--- Prompt ---
Copy out exactly the lines from the first line of the material below through the line containing "This module provides", and nothing beyond them.

*** Material for this exercise ***

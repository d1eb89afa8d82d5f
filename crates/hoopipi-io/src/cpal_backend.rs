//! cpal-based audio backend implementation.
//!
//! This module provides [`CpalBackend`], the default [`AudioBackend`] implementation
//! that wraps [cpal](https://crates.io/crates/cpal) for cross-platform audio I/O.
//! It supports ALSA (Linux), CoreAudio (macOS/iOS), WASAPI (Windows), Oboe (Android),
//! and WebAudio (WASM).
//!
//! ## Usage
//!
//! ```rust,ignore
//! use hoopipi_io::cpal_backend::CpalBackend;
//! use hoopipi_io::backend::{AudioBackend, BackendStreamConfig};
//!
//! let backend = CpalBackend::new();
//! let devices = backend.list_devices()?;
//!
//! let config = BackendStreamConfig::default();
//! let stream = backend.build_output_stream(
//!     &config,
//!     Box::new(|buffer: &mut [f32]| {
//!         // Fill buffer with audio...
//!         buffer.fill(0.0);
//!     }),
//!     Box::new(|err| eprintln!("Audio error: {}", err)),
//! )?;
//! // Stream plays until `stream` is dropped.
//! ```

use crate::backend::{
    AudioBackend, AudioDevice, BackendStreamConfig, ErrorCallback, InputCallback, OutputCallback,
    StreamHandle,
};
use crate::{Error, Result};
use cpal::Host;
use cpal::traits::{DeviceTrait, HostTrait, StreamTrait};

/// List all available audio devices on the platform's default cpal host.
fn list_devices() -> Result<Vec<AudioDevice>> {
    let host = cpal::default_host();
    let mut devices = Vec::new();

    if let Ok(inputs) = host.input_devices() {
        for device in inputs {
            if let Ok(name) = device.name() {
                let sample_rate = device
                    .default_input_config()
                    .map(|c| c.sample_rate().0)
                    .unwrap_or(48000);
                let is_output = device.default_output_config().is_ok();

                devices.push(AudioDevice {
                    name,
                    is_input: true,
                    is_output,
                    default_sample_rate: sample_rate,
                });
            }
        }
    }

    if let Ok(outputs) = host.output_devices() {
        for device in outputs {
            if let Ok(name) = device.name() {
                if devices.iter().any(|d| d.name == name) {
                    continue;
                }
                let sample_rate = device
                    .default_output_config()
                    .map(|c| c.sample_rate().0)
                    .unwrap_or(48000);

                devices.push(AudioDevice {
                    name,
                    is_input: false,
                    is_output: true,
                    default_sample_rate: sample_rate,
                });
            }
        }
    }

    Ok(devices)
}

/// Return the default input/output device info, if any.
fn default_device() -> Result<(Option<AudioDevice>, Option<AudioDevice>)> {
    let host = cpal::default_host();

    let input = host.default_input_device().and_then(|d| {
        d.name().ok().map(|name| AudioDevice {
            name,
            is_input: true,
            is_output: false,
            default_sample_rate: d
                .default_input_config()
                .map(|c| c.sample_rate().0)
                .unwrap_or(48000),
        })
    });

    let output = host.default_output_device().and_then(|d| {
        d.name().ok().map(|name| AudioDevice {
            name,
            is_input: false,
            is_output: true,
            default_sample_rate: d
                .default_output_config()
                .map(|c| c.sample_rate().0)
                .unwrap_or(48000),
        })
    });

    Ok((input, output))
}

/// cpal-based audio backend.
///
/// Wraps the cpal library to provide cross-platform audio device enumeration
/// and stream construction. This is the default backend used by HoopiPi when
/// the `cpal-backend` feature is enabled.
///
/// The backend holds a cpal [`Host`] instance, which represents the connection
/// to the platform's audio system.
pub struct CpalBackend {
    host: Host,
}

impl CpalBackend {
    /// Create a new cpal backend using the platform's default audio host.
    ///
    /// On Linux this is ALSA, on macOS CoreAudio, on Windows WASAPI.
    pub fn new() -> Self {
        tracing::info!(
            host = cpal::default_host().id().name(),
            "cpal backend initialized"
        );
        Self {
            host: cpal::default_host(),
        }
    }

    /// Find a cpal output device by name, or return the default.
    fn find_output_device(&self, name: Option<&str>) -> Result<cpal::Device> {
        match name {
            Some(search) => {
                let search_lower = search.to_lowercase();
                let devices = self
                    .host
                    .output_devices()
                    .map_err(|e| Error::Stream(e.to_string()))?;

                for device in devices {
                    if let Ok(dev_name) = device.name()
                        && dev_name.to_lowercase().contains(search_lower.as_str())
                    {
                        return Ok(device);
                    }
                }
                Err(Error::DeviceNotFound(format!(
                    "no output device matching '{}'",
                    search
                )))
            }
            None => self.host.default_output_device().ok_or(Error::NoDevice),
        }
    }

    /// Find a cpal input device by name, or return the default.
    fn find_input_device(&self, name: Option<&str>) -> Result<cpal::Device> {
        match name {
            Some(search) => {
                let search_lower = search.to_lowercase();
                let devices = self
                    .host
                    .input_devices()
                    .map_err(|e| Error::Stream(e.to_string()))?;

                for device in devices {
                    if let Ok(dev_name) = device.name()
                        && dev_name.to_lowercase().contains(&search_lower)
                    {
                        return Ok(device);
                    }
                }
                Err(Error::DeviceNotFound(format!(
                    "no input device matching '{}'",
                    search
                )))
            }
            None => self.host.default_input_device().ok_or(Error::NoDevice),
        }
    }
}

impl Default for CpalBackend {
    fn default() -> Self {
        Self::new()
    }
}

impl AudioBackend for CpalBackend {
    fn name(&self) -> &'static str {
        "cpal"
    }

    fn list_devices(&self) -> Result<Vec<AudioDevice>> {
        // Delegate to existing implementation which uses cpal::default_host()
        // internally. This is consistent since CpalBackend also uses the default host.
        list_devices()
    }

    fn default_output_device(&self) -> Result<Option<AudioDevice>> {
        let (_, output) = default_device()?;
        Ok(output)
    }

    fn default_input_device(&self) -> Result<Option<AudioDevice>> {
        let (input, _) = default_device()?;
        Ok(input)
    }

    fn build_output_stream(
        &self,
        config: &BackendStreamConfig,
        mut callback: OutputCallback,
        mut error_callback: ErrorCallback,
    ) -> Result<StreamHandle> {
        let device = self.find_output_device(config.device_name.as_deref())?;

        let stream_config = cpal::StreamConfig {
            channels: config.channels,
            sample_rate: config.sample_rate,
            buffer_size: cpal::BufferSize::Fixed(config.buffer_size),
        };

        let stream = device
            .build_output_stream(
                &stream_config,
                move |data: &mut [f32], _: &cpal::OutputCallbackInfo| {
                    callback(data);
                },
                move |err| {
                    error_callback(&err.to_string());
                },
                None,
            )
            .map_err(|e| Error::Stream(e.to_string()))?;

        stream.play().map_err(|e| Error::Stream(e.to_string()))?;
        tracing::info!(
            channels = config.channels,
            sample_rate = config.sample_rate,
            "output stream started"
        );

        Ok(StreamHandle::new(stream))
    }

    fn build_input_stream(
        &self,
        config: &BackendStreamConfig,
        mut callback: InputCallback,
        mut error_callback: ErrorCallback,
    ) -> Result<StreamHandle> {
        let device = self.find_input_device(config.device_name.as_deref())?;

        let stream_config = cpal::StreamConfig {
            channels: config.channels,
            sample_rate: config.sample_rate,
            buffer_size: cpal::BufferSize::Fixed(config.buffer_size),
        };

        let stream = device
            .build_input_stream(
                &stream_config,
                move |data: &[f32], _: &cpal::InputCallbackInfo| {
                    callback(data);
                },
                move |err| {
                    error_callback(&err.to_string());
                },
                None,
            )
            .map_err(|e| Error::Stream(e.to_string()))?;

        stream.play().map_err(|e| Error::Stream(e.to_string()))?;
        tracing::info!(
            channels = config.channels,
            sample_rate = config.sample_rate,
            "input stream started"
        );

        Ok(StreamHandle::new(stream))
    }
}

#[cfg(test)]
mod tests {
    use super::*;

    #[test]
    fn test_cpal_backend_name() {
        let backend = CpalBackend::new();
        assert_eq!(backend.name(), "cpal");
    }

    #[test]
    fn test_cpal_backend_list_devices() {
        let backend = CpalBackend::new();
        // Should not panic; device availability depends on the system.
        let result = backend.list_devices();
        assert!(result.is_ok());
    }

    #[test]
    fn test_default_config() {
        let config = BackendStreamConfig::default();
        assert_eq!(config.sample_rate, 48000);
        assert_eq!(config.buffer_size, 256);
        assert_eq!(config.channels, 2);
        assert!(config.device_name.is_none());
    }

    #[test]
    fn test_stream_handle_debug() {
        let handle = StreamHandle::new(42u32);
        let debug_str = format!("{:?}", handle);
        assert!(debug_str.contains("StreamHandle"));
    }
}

*** End of Material for this exercise ***

--- Result of the exercise ---
repository d1eb89afa8d82d5f
filename crates/hoopipi-io/src/cpal_backend.rs
//! cpal-based audio backend implementation.
//!
//! This module provides [`CpalBackend`], the default [`AudioBackend`] implementation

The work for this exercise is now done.